DATA SUPPLIED »
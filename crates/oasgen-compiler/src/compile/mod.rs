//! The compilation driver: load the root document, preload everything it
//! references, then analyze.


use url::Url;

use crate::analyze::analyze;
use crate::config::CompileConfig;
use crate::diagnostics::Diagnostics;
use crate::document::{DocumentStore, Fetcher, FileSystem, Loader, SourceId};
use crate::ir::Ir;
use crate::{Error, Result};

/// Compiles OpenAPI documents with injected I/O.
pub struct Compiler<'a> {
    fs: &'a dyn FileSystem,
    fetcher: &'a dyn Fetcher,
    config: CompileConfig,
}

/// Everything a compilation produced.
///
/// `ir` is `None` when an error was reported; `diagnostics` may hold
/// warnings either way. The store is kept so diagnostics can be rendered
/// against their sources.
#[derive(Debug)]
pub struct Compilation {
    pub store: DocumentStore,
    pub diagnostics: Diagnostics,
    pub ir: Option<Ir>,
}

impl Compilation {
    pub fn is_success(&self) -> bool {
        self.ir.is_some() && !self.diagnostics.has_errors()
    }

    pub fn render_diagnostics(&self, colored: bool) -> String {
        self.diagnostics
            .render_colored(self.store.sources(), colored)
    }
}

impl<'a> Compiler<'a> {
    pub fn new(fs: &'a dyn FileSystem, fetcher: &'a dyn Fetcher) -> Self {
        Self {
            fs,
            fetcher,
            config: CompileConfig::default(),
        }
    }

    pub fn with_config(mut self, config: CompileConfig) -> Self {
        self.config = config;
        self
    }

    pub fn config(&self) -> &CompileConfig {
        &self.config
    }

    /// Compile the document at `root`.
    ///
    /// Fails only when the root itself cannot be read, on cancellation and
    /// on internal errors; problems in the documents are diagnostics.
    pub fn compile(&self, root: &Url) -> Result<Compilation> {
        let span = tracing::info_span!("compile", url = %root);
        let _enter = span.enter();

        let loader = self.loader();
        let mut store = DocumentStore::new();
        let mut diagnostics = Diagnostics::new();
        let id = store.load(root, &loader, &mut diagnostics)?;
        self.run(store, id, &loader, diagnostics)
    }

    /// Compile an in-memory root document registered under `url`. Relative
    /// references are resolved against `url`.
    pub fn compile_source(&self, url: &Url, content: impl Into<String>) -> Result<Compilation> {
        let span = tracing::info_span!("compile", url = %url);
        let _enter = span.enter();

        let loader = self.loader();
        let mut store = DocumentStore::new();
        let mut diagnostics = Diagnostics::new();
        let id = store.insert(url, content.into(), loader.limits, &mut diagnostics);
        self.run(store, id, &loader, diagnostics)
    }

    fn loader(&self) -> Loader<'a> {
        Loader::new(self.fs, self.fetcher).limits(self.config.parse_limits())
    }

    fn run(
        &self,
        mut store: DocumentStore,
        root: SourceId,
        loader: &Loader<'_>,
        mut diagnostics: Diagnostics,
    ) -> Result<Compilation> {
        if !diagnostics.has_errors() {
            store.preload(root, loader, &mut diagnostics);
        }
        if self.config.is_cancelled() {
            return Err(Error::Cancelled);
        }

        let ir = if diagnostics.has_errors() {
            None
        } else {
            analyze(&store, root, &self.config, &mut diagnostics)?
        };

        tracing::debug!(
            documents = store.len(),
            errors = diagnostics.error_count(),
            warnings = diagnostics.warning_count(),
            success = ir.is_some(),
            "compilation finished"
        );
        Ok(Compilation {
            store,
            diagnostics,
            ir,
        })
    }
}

EXERCISE BRIEF »
Your answer must be a single number: the count of lines in the records above that contain "analyze".

TASK ANSWER »
3